(Dataset records)

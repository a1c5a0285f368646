//! Listener bookkeeping for the demo canvas.
//!
//! Control listeners are registered in the capture phase so they run ahead
//! of demo-level listeners on the same canvas; a recognized control hit
//! stops the event there. `unbind` removes everything it added and is
//! idempotent, so demo teardown can call it unconditionally.

use wasm_bindgen::closure::Closure;
use wasm_bindgen::{JsCast, JsValue};
use web_sys::{AddEventListenerOptions, HtmlCanvasElement, MouseEvent, PointerEvent};

type PointerClosure = Closure<dyn FnMut(PointerEvent)>;

pub struct Bindings {
    target: HtmlCanvasElement,
    pointer: Vec<(&'static str, bool, PointerClosure)>,
    context_menu: Option<Closure<dyn FnMut(MouseEvent)>>,
}

impl Bindings {
    pub fn new(target: HtmlCanvasElement) -> Self {
        Self {
            target,
            pointer: Vec::new(),
            context_menu: None,
        }
    }

    /// Register a pointer listener; `capture` selects the capture phase.
    pub fn on_pointer(
        &mut self,
        event: &'static str,
        capture: bool,
        handler: impl FnMut(PointerEvent) + 'static,
    ) -> Result<(), JsValue> {
        let closure = PointerClosure::wrap(Box::new(handler));
        let opts = AddEventListenerOptions::new();
        opts.set_capture(capture);
        self.target
            .add_event_listener_with_callback_and_add_event_listener_options(
                event,
                closure.as_ref().unchecked_ref(),
                &opts,
            )?;
        self.pointer.push((event, capture, closure));
        Ok(())
    }

    /// Keep the native context menu from interrupting secondary-button
    /// drags.
    pub fn suppress_context_menu(&mut self) -> Result<(), JsValue> {
        let closure = Closure::<dyn FnMut(MouseEvent)>::wrap(Box::new(|ev: MouseEvent| {
            ev.prevent_default();
        }));
        self.target
            .add_event_listener_with_callback("contextmenu", closure.as_ref().unchecked_ref())?;
        self.context_menu = Some(closure);
        Ok(())
    }

    /// Remove every registered listener. Safe to call more than once.
    pub fn unbind(&mut self) {
        for (event, capture, closure) in self.pointer.drain(..) {
            let _ = self.target.remove_event_listener_with_callback_and_bool(
                event,
                closure.as_ref().unchecked_ref(),
                capture,
            );
        }
        if let Some(closure) = self.context_menu.take() {
            let _ = self
                .target
                .remove_event_listener_with_callback("contextmenu", closure.as_ref().unchecked_ref());
        }
    }
}

impl Drop for Bindings {
    fn drop(&mut self) {
        self.unbind();
    }
}
//! Canvas painting: frame blit, chrome replay, status line.

use agg_gallery::{DrawCmd, Frame, Rgba8, YAxis};
use wasm_bindgen::{Clamped, JsValue};
use web_sys::{CanvasRenderingContext2d, Element, HtmlCanvasElement, ImageData};

fn css(color: Rgba8) -> String {
    format!(
        "rgba({},{},{},{})",
        color.r,
        color.g,
        color.b,
        color.a as f64 / 255.0
    )
}

/// Resize the backing store only when the dimensions differ (resizing
/// clears the canvas and costs a reallocation).
pub fn ensure_size(canvas: &HtmlCanvasElement, width: u32, height: u32, changed: bool) {
    if changed {
        canvas.set_width(width);
        canvas.set_height(height);
    }
}

/// Blit a validated frame. The frame was already row-flipped by the caller
/// when the engine convention is bottom-left.
pub fn paint_frame(ctx: &CanvasRenderingContext2d, frame: &Frame) -> Result<(), JsValue> {
    let image = ImageData::new_with_u8_clamped_array_and_sh(
        Clamped(&frame.pixels),
        frame.width,
        frame.height,
    )?;
    ctx.put_image_data(&image, 0.0, 0.0)
}

/// Flip a frame into display orientation when the engine is bottom-left.
pub fn orient(frame: &mut Frame, y_axis: YAxis) {
    if y_axis == YAxis::Up {
        frame.flip_vertical();
    }
}

/// Replay the core's chrome display list on top of the blitted frame.
pub fn replay(ctx: &CanvasRenderingContext2d, cmds: &[DrawCmd]) {
    use std::f64::consts::TAU;
    for cmd in cmds {
        match cmd {
            DrawCmd::FillRect { x, y, w, h, color } => {
                ctx.set_fill_style_str(&css(*color));
                ctx.fill_rect(*x, *y, *w, *h);
            }
            DrawCmd::StrokeRect {
                x,
                y,
                w,
                h,
                width,
                color,
            } => {
                ctx.set_line_width(*width);
                ctx.set_stroke_style_str(&css(*color));
                ctx.stroke_rect(*x, *y, *w, *h);
            }
            DrawCmd::Line {
                x1,
                y1,
                x2,
                y2,
                width,
                color,
            } => {
                ctx.begin_path();
                ctx.move_to(*x1, *y1);
                ctx.line_to(*x2, *y2);
                ctx.set_line_width(*width);
                ctx.set_stroke_style_str(&css(*color));
                ctx.stroke();
            }
            DrawCmd::FillCircle { cx, cy, r, color } => {
                ctx.begin_path();
                let _ = ctx.arc(*cx, *cy, *r, 0.0, TAU);
                ctx.set_fill_style_str(&css(*color));
                ctx.fill();
            }
            DrawCmd::StrokeCircle {
                cx,
                cy,
                r,
                width,
                color,
            } => {
                ctx.begin_path();
                let _ = ctx.arc(*cx, *cy, *r, 0.0, TAU);
                ctx.set_line_width(*width);
                ctx.set_stroke_style_str(&css(*color));
                ctx.stroke();
            }
            DrawCmd::Text {
                x,
                y,
                size,
                color,
                text,
            } => {
                ctx.set_font(&format!("{size}px sans-serif"));
                ctx.set_fill_style_str(&css(*color));
                let _ = ctx.fill_text(text, *x, *y);
            }
        }
    }
}

/// Write the timing readout or the render-failure text, in the same place.
pub fn show_status(status_line: Option<&Element>, text: &str) {
    if let Some(el) = status_line {
        el.set_text_content(Some(text));
    }
}
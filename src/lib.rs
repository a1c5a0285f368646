//! # agg-gallery
//!
//! Interactive in-canvas control layer for the AGG demo gallery.
//!
//! The gallery shows parameterized 2D drawings produced by an external
//! rendering engine. Each demo draws its UI controls (sliders, dual-handle
//! scale controls, checkboxes, radio groups, buttons) directly on the same
//! canvas as the rendered output, keeps them synchronized with paired native
//! inputs in a side panel, and resolves pointer gestures into parameter
//! edits.
//!
//! This crate is the platform-independent core. It knows nothing about the
//! DOM; the `agg-gallery-web` crate in `web/` binds it to a browser canvas.
//!
//! ## Architecture
//!
//! Pointer input flows through a fixed pipeline:
//!
//! 1. **`coords`** maps client pointer coordinates into the canvas buffer's
//!    logical space, optionally flipping the y axis to the renderer's
//!    bottom-left convention.
//! 2. **`ctrl`** holds the declarative control registry and resolves a
//!    logical point to at most one control (first match in registration
//!    order wins).
//! 3. **`interaction`** owns the drag session and turns pointer motion into
//!    value updates.
//! 4. **`store`** is the single authoritative home of widget values; both
//!    the canvas chrome and the paired native inputs are projections of it.
//! 5. **`params`** rebuilds the flat parameter vector from the store on
//!    every redraw.
//! 6. **`render_bridge`** hands the vector to the external engine, validates
//!    the returned pixel buffer, and reports success or a displayable
//!    failure without ever panicking across the boundary.
//!
//! The free-form gesture primitives (`vertex_drag`, `rotate_scale`) sit
//! beside the control pipeline and receive only the gestures the control
//! layer did not consume.

pub mod coords;
pub mod ctrl;
pub mod interaction;
pub mod params;
pub mod render_bridge;
pub mod rotate_scale;
pub mod store;
pub mod vertex_drag;

pub use coords::{map_pointer, CanvasGeometry, Point, PointerInput, YAxis};
pub use ctrl::{chrome, Bounds, Ctrl, CtrlId, CtrlKind, CtrlRegistry, DrawCmd, Grip, Rgba8};
pub use interaction::{DownResponse, Interaction};
pub use params::ParamVec;
pub use render_bridge::{Engine, EngineError, Frame, RenderBridge, RenderError, RenderStatus};
pub use rotate_scale::{GestureUpdate, RotateScale};
pub use store::{ActionId, ParamStore, Value, WidgetId, WidgetSink};
pub use vertex_drag::VertexDragger;
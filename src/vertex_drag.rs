//! Grab-nearest-point drag gesture over a caller-owned vertex list.
//!
//! Demos that expose editable geometry (polygon outlines, curve control
//! points, gradient focal points) hand their points to a [`VertexDragger`]
//! and call it from their pointer handlers. On pointer-down the nearest
//! point within the grab threshold starts a session; the offset between
//! pointer and point is recorded so the point does not snap to the cursor,
//! and subtracting it consistently on every move makes the drag land
//! exactly where the pointer says.
//!
//! With [`VertexDragger::drag_all`] enabled, a down that misses every point
//! but falls inside the shape (at least 3 points) grabs the whole set,
//! anchored on point 0; the delta implied by point 0's new position is
//! applied to every point, so relative shape is preserved exactly.
//!
//! One session per pointer, as in the control layer: while a session is
//! held, downs and moves from any other pointer id are ignored, and only
//! the owning pointer's release ends the session.

use tracing::debug;

use crate::coords::{calc_distance, Point, BUTTON_PRIMARY};

enum Session {
    Single { index: usize, offset: Point },
    All { offset: Point },
}

/// Drag state for one vertex list. Points stay owned by the caller; the
/// dragger only mutates them inside [`VertexDragger::pointer_move`].
pub struct VertexDragger {
    threshold: f64,
    drag_all: bool,
    session: Option<Session>,
    pointer: Option<i32>,
}

impl VertexDragger {
    /// `threshold` is the grab distance in logical pixels.
    pub fn new(threshold: f64) -> Self {
        Self {
            threshold,
            drag_all: false,
            session: None,
            pointer: None,
        }
    }

    /// Also grab the whole point set when the down misses every point
    /// (needs at least 3 points).
    pub fn drag_all(mut self, yes: bool) -> Self {
        self.drag_all = yes;
        self
    }

    pub fn active(&self) -> bool {
        self.session.is_some()
    }

    /// Index of the dragged vertex, if a single-vertex session is active.
    pub fn dragged_index(&self) -> Option<usize> {
        match self.session {
            Some(Session::Single { index, .. }) => Some(index),
            _ => None,
        }
    }

    /// Offer a pointer-down. Only the primary button starts a session, and
    /// a down from a second pointer while a session is held is ignored.
    /// Returns whether a session began.
    pub fn pointer_down(
        &mut self,
        pointer_id: i32,
        p: Point,
        button: i16,
        points: &[Point],
    ) -> bool {
        if button != BUTTON_PRIMARY {
            return false;
        }
        if self.session.is_some() && self.pointer != Some(pointer_id) {
            return false;
        }
        // Nearest point within the threshold; strict less-than keeps the
        // earliest point on an exact distance tie.
        let mut best = f64::INFINITY;
        let mut hit = None;
        for (i, &pt) in points.iter().enumerate() {
            let d = calc_distance(p, pt);
            if d <= self.threshold && d < best {
                best = d;
                hit = Some(i);
            }
        }
        if let Some(index) = hit {
            debug!(index, "vertex drag begins");
            self.session = Some(Session::Single {
                index,
                offset: Point::new(p.x - points[index].x, p.y - points[index].y),
            });
            self.pointer = Some(pointer_id);
            return true;
        }
        if self.drag_all && points.len() >= 3 {
            debug!("all-points drag begins");
            self.session = Some(Session::All {
                offset: Point::new(p.x - points[0].x, p.y - points[0].y),
            });
            self.pointer = Some(pointer_id);
            return true;
        }
        false
    }

    /// Start a session on an externally resolved index (for example an
    /// engine-side vertex pick). Same contract as
    /// [`VertexDragger::pointer_down`]: primary button only, one session
    /// per pointer. An out-of-range index is a no-op.
    pub fn begin_at(
        &mut self,
        pointer_id: i32,
        index: usize,
        p: Point,
        button: i16,
        points: &[Point],
    ) -> bool {
        if button != BUTTON_PRIMARY {
            return false;
        }
        if self.session.is_some() && self.pointer != Some(pointer_id) {
            return false;
        }
        if index >= points.len() {
            return false;
        }
        self.session = Some(Session::Single {
            index,
            offset: Point::new(p.x - points[index].x, p.y - points[index].y),
        });
        self.pointer = Some(pointer_id);
        true
    }

    /// Drive the session. Returns whether `points` mutated; the caller
    /// redraws synchronously when it did. A move without a session, or from
    /// a pointer that does not own the session, is a no-op.
    pub fn pointer_move(&mut self, pointer_id: i32, p: Point, points: &mut [Point]) -> bool {
        if self.pointer != Some(pointer_id) {
            return false;
        }
        match self.session {
            None => false,
            Some(Session::Single { index, offset }) => {
                points[index] = Point::new(p.x - offset.x, p.y - offset.y);
                true
            }
            Some(Session::All { offset }) => {
                let desired = Point::new(p.x - offset.x, p.y - offset.y);
                let dx = desired.x - points[0].x;
                let dy = desired.y - points[0].y;
                for pt in points.iter_mut() {
                    pt.x += dx;
                    pt.y += dy;
                }
                true
            }
        }
    }

    /// End the session for `pointer_id` (release or cancel). A release from
    /// a non-owning pointer leaves the session alive. Never mutates points.
    pub fn pointer_up(&mut self, pointer_id: i32) {
        if self.pointer == Some(pointer_id) {
            self.session = None;
            self.pointer = None;
        }
    }

    /// Drop any session regardless of pointer (demo teardown).
    pub fn reset(&mut self) {
        self.session = None;
        self.pointer = None;
    }
}

// ============================================================================
// Tests
// ============================================================================

#[cfg(test)]
mod tests {
    use super::*;
    use crate::coords::BUTTON_SECONDARY;

    const PTR: i32 = 1;

    fn triangle() -> Vec<Point> {
        vec![
            Point::new(57.0, 60.0),
            Point::new(369.0, 170.0),
            Point::new(243.0, 310.0),
        ]
    }

    #[test]
    fn test_grab_and_drag_lands_exactly() {
        let mut points = triangle();
        let mut drag = VertexDragger::new(10.0);
        assert!(drag.pointer_down(PTR, Point::new(369.0, 170.0), BUTTON_PRIMARY, &points));
        assert_eq!(drag.dragged_index(), Some(1));
        assert!(drag.pointer_move(PTR, Point::new(400.0, 200.0), &mut points));
        assert_eq!(points[1], Point::new(400.0, 200.0));
        drag.pointer_up(PTR);
        assert!(!drag.pointer_move(PTR, Point::new(0.0, 0.0), &mut points));
    }

    #[test]
    fn test_grab_offset_is_subtracted_consistently() {
        let mut points = triangle();
        let mut drag = VertexDragger::new(10.0);
        // Grab 4px off-center: the point must not snap to the pointer
        assert!(drag.pointer_down(PTR, Point::new(373.0, 170.0), BUTTON_PRIMARY, &points));
        drag.pointer_move(PTR, Point::new(373.0, 170.0), &mut points);
        assert_eq!(points[1], Point::new(369.0, 170.0));
        // ...and a later move keeps the same offset
        drag.pointer_move(PTR, Point::new(404.0, 200.0), &mut points);
        assert_eq!(points[1], Point::new(400.0, 200.0));
    }

    #[test]
    fn test_outside_threshold_is_ignored() {
        let points = triangle();
        let mut drag = VertexDragger::new(10.0);
        assert!(!drag.pointer_down(PTR, Point::new(369.0, 190.0), BUTTON_PRIMARY, &points));
        assert!(!drag.active());
    }

    #[test]
    fn test_exact_tie_keeps_earliest_point() {
        let points = vec![Point::new(0.0, 0.0), Point::new(10.0, 0.0)];
        let mut drag = VertexDragger::new(10.0);
        // Equidistant from both points
        assert!(drag.pointer_down(PTR, Point::new(5.0, 0.0), BUTTON_PRIMARY, &points));
        assert_eq!(drag.dragged_index(), Some(0));
    }

    #[test]
    fn test_secondary_button_ignored() {
        let points = triangle();
        let mut drag = VertexDragger::new(10.0);
        assert!(!drag.pointer_down(PTR, Point::new(369.0, 170.0), BUTTON_SECONDARY, &points));
    }

    #[test]
    fn test_drag_all_preserves_relative_shape() {
        let mut points = triangle();
        let before = points.clone();
        let mut drag = VertexDragger::new(10.0).drag_all(true);
        assert!(drag.pointer_down(PTR, Point::new(200.0, 180.0), BUTTON_PRIMARY, &points));
        drag.pointer_move(PTR, Point::new(217.0, 203.0), &mut points);
        for (a, b) in before.iter().zip(points.iter()) {
            assert!((b.x - a.x - 17.0).abs() < 1e-9);
            assert!((b.y - a.y - 23.0).abs() < 1e-9);
        }
    }

    #[test]
    fn test_drag_all_needs_three_points() {
        let points = vec![Point::new(0.0, 0.0), Point::new(100.0, 0.0)];
        let mut drag = VertexDragger::new(5.0).drag_all(true);
        assert!(!drag.pointer_down(PTR, Point::new(50.0, 50.0), BUTTON_PRIMARY, &points));
    }

    #[test]
    fn test_begin_at_rejects_out_of_range() {
        let mut points = triangle();
        let mut drag = VertexDragger::new(10.0);
        assert!(!drag.begin_at(PTR, 5, Point::new(0.0, 0.0), BUTTON_PRIMARY, &points));
        assert!(!drag.active());
        assert!(drag.begin_at(PTR, 2, Point::new(243.0, 310.0), BUTTON_PRIMARY, &points));
        drag.pointer_move(PTR, Point::new(250.0, 300.0), &mut points);
        assert_eq!(points[2], Point::new(250.0, 300.0));
    }

    #[test]
    fn test_begin_at_requires_primary_button() {
        // Externally resolved grabs (engine-side picks) obey the same
        // button contract as local hit-testing.
        let points = triangle();
        let mut drag = VertexDragger::new(10.0);
        assert!(!drag.begin_at(PTR, 1, Point::new(369.0, 170.0), BUTTON_SECONDARY, &points));
        assert!(!drag.active());
    }

    #[test]
    fn test_second_pointer_cannot_steal_or_end_session() {
        let mut points = triangle();
        let mut drag = VertexDragger::new(10.0);
        assert!(drag.pointer_down(PTR, Point::new(369.0, 170.0), BUTTON_PRIMARY, &points));
        // A second pointer's down over another vertex is ignored
        assert!(!drag.pointer_down(PTR + 1, Point::new(57.0, 60.0), BUTTON_PRIMARY, &points));
        assert_eq!(drag.dragged_index(), Some(1));
        // ...its moves do nothing
        assert!(!drag.pointer_move(PTR + 1, Point::new(0.0, 0.0), &mut points));
        assert_eq!(points[1], Point::new(369.0, 170.0));
        // ...and its release leaves the session alive
        drag.pointer_up(PTR + 1);
        assert!(drag.active());
        assert!(drag.pointer_move(PTR, Point::new(400.0, 200.0), &mut points));
        assert_eq!(points[1], Point::new(400.0, 200.0));
        drag.pointer_up(PTR);
        assert!(!drag.active());
    }
}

» **Problem details**
Find the line with "180.0), BUTTON_PRIMARY, &points));" in the entries above. Retype it and each line after it, exactly, through the line with "310.0), BUTTON_PRIMARY, &points));", and stop there.

» **Finished exercise**
        assert!(drag.pointer_down(PTR, Point::new(200.0, 180.0), BUTTON_PRIMARY, &points));
        drag.pointer_move(PTR, Point::new(217.0, 203.0), &mut points);
        for (a, b) in before.iter().zip(points.iter()) {
            assert!((b.x - a.x - 17.0).abs() < 1e-9);
            assert!((b.y - a.y - 23.0).abs() < 1e-9);
        }
    }

    #[test]
    fn test_drag_all_needs_three_points() {
        let points = vec![Point::new(0.0, 0.0), Point::new(100.0, 0.0)];
        let mut drag = VertexDragger::new(5.0).drag_all(true);
        assert!(!drag.pointer_down(PTR, Point::new(50.0, 50.0), BUTTON_PRIMARY, &points));
    }

    #[test]
    fn test_begin_at_rejects_out_of_range() {
        let mut points = triangle();
        let mut drag = VertexDragger::new(10.0);
        assert!(!drag.begin_at(PTR, 5, Point::new(0.0, 0.0), BUTTON_PRIMARY, &points));
        assert!(!drag.active());
        assert!(drag.begin_at(PTR, 2, Point::new(243.0, 310.0), BUTTON_PRIMARY, &points));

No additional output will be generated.